(Stored data entries)
──────────────────────────────

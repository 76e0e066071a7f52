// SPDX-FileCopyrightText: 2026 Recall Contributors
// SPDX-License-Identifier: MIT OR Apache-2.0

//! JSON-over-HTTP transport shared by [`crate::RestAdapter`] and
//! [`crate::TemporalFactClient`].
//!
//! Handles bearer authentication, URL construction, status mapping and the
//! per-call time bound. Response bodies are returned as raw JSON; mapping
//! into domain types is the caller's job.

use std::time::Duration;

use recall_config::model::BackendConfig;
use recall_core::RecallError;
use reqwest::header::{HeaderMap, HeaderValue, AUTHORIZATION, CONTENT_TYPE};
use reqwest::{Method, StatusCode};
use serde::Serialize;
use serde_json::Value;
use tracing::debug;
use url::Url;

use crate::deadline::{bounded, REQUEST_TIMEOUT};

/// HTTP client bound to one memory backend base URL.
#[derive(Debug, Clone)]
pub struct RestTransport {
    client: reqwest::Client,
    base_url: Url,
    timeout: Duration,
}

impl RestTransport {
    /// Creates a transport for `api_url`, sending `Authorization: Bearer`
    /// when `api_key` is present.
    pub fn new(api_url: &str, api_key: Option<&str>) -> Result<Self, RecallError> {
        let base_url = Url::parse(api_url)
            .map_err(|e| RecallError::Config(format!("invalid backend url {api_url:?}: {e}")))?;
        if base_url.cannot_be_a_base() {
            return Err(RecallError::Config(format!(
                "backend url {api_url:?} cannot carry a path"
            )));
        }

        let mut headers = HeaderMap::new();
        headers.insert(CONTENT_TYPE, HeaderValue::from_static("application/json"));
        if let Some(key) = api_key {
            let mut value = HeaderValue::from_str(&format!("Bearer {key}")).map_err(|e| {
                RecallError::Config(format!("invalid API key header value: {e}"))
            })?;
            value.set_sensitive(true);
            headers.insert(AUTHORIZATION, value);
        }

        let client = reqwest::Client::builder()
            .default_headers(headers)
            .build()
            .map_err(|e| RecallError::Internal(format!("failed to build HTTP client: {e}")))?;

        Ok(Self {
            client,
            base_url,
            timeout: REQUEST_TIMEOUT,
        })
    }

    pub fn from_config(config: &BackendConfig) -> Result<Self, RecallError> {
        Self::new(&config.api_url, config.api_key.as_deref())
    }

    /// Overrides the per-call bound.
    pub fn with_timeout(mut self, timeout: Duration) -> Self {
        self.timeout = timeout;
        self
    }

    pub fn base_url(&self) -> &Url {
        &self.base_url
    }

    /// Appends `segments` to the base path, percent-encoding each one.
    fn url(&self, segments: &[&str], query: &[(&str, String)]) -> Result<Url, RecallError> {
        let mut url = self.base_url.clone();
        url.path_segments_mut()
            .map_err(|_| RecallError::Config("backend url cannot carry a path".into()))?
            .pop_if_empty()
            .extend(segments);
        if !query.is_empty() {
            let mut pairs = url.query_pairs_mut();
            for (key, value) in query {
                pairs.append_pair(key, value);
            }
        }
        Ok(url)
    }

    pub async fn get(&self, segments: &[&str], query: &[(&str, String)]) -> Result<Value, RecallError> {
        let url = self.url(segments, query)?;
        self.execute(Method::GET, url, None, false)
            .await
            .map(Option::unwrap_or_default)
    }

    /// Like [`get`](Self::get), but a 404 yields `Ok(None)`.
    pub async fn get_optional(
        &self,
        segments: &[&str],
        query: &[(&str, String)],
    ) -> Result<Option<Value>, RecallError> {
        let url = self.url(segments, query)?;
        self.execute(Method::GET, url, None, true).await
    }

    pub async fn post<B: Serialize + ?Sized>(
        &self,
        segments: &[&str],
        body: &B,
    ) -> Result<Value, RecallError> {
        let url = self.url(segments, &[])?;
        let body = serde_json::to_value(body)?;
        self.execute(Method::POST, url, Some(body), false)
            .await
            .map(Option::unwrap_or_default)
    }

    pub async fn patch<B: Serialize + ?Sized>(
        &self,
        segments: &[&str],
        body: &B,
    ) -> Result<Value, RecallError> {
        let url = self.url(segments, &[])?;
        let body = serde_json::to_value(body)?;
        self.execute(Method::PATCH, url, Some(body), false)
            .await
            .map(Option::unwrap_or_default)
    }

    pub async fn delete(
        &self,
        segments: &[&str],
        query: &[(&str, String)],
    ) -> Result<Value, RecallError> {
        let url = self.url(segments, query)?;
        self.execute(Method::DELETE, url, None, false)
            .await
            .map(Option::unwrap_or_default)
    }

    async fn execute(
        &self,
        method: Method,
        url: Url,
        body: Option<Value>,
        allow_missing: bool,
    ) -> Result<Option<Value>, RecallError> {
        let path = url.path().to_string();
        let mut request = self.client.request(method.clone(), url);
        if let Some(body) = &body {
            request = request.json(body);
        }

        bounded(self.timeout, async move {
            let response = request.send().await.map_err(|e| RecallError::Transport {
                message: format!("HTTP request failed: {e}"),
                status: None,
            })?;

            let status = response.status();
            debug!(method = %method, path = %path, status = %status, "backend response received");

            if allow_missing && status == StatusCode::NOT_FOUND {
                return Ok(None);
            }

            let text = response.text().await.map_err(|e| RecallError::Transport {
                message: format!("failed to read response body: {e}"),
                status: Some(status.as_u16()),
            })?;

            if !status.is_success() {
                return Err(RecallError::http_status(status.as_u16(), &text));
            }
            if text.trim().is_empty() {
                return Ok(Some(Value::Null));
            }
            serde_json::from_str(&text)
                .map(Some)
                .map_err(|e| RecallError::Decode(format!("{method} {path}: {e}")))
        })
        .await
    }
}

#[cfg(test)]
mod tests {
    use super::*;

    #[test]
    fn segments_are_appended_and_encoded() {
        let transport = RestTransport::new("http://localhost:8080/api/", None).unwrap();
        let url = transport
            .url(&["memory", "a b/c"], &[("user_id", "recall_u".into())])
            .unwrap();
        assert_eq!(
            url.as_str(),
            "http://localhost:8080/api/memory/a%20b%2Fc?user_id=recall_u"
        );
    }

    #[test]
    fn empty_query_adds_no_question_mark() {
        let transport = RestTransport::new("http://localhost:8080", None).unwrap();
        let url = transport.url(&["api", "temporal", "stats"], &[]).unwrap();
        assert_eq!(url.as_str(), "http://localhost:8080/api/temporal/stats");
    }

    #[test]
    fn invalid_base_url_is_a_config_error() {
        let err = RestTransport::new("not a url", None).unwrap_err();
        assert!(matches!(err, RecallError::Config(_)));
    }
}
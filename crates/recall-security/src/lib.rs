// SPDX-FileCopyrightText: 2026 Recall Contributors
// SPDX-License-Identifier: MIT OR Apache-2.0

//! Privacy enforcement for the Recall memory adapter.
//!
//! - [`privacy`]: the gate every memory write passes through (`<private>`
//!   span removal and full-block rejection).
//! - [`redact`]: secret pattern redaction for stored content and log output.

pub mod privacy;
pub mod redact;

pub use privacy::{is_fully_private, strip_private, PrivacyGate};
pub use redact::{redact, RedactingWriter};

──────────────────────────────

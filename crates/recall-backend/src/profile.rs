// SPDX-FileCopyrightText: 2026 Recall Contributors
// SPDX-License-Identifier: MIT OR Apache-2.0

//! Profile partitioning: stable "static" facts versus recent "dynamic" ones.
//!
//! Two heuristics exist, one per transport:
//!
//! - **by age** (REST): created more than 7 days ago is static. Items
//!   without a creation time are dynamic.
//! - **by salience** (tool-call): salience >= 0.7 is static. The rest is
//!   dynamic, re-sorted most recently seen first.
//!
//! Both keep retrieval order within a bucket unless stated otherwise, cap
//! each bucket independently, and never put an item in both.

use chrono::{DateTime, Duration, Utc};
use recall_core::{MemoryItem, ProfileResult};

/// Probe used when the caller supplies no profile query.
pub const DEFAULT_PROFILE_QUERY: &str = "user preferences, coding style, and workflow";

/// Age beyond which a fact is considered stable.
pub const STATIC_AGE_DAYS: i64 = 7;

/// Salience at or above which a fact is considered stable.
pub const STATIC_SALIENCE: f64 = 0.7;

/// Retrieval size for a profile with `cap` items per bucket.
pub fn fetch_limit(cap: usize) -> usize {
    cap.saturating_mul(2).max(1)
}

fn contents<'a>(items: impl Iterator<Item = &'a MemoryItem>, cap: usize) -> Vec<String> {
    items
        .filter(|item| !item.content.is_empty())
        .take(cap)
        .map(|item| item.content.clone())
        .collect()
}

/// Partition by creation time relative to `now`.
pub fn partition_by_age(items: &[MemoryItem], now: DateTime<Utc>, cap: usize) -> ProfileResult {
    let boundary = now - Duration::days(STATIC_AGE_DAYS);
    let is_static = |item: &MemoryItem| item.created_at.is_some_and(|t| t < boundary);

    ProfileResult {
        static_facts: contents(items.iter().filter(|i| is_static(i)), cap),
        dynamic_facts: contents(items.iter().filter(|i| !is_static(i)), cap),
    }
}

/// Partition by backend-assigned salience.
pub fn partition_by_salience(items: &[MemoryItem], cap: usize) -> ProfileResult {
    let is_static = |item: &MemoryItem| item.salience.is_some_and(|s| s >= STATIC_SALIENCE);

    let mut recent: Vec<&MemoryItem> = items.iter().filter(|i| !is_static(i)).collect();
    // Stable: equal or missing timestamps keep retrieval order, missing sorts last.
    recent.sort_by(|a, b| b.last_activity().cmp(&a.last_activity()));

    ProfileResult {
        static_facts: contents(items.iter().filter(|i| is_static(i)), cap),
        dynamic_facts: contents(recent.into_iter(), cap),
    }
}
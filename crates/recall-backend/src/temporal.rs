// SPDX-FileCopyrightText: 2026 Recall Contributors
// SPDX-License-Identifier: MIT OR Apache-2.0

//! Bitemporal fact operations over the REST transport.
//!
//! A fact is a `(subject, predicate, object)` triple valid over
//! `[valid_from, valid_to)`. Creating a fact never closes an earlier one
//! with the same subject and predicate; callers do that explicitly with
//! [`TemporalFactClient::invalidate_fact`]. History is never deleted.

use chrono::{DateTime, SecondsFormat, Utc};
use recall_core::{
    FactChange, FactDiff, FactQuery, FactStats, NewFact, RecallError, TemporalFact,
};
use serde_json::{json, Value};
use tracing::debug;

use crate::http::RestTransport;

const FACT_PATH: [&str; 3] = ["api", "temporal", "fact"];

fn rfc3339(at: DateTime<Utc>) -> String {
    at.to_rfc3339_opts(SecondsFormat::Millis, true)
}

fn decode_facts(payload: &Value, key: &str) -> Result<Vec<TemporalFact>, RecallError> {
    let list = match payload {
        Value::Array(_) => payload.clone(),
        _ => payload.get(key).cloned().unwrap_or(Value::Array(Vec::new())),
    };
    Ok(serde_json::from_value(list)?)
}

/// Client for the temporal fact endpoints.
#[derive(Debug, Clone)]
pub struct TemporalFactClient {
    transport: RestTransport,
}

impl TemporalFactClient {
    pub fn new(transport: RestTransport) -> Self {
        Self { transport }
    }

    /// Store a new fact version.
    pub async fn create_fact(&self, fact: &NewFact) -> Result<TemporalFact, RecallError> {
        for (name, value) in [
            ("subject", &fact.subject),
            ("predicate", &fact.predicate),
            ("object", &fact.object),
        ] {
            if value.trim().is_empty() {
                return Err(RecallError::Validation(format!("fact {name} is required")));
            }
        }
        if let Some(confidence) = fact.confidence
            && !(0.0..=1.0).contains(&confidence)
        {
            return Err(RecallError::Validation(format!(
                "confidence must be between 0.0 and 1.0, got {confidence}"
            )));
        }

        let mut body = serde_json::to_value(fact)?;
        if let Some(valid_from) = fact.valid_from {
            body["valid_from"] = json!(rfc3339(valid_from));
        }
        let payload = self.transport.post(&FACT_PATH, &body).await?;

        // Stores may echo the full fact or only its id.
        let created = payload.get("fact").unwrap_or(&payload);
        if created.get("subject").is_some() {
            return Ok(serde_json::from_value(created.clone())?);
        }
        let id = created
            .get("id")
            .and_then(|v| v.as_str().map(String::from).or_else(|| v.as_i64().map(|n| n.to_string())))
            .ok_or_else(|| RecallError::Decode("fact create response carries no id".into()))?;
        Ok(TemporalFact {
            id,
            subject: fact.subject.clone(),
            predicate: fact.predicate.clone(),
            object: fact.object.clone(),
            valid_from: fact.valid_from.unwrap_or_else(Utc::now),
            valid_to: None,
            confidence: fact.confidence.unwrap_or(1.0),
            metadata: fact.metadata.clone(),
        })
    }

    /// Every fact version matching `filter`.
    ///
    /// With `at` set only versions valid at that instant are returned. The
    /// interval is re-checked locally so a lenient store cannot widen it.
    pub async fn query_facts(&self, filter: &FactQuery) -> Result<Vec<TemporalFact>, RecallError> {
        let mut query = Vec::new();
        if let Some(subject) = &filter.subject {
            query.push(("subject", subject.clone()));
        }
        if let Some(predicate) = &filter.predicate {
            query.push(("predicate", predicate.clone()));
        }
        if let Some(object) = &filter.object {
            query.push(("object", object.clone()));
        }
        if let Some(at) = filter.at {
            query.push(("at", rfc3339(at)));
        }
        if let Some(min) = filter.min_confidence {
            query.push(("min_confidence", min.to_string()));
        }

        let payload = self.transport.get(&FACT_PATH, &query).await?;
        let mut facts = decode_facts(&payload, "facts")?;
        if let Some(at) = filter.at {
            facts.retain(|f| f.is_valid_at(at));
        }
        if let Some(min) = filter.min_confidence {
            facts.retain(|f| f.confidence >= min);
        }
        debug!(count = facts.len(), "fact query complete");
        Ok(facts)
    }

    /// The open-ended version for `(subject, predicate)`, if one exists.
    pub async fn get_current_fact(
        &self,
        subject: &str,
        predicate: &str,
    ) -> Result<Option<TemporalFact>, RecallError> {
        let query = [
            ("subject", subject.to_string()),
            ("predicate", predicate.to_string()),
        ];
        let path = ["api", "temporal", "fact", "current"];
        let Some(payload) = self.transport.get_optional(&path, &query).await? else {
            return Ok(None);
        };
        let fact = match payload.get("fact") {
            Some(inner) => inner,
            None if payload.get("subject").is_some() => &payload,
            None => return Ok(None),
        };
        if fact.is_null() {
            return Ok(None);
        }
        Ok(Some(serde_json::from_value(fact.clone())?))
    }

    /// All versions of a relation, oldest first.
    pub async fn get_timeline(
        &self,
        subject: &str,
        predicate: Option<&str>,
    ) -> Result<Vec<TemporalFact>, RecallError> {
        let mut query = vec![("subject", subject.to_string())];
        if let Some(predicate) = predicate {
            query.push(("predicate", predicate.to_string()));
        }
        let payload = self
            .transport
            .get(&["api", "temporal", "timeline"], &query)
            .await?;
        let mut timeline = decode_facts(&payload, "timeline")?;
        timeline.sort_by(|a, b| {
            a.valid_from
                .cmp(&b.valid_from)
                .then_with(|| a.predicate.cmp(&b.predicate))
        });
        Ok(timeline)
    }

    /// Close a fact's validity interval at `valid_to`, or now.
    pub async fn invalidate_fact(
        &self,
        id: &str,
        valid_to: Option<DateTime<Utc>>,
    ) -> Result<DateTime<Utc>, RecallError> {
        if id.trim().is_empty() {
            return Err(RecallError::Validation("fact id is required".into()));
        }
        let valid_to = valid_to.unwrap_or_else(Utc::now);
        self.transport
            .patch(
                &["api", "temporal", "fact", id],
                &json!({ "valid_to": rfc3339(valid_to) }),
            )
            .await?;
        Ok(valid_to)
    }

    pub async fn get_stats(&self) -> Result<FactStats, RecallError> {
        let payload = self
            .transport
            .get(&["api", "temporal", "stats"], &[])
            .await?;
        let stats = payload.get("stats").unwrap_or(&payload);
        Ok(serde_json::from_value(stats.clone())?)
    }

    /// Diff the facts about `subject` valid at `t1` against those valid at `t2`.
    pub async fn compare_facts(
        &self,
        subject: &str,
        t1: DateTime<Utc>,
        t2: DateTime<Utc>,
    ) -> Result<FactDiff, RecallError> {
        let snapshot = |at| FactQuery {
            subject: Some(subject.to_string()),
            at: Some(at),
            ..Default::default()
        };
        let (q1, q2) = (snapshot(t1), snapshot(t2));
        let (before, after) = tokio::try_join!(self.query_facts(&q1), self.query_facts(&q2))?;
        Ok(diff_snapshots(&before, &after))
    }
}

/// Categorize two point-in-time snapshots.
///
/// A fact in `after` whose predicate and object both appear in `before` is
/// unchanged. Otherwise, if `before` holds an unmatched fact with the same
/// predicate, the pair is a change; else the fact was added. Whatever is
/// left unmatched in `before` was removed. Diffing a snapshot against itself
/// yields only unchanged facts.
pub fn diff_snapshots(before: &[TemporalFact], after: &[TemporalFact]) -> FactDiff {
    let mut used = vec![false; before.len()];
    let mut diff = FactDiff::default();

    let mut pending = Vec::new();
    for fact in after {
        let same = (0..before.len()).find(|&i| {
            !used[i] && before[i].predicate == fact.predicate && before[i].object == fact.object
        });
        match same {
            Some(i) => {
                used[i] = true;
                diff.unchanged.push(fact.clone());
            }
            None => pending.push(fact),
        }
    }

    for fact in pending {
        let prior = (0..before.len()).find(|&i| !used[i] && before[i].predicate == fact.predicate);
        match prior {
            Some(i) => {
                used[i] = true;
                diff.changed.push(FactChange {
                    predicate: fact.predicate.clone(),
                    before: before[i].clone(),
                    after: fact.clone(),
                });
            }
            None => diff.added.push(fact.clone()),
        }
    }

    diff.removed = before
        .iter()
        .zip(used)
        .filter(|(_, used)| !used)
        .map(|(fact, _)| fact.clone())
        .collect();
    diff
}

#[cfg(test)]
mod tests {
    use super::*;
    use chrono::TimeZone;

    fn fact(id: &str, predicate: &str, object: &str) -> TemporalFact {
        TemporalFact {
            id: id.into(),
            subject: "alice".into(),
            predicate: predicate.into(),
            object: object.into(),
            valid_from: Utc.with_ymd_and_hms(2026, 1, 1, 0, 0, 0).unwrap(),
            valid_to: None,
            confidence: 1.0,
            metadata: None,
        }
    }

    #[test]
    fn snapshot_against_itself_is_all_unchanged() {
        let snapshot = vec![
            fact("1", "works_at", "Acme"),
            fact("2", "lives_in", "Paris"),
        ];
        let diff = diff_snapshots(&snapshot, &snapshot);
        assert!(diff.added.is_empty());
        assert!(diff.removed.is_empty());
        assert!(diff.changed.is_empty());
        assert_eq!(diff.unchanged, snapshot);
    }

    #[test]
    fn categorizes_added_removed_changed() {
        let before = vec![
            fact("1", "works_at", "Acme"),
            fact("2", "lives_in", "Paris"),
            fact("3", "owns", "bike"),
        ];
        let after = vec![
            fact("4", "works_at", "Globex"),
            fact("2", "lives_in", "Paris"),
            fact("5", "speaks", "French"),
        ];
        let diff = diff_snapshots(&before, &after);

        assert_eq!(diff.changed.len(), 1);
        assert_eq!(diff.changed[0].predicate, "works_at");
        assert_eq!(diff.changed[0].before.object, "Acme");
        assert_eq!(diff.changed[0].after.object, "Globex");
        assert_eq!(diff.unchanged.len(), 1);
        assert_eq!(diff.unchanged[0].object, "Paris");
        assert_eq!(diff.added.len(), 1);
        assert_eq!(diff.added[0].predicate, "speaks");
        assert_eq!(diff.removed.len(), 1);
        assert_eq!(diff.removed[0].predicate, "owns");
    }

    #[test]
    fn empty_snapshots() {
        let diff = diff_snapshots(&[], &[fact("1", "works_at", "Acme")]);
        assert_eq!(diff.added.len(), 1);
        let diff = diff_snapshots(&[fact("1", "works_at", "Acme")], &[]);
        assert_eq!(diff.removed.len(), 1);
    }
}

──────────────────────────────

Write out every line of the entries that holds the word "creation".

#### [Response area]
//!   without a creation time are dynamic.
/// Partition by creation time relative to `now`.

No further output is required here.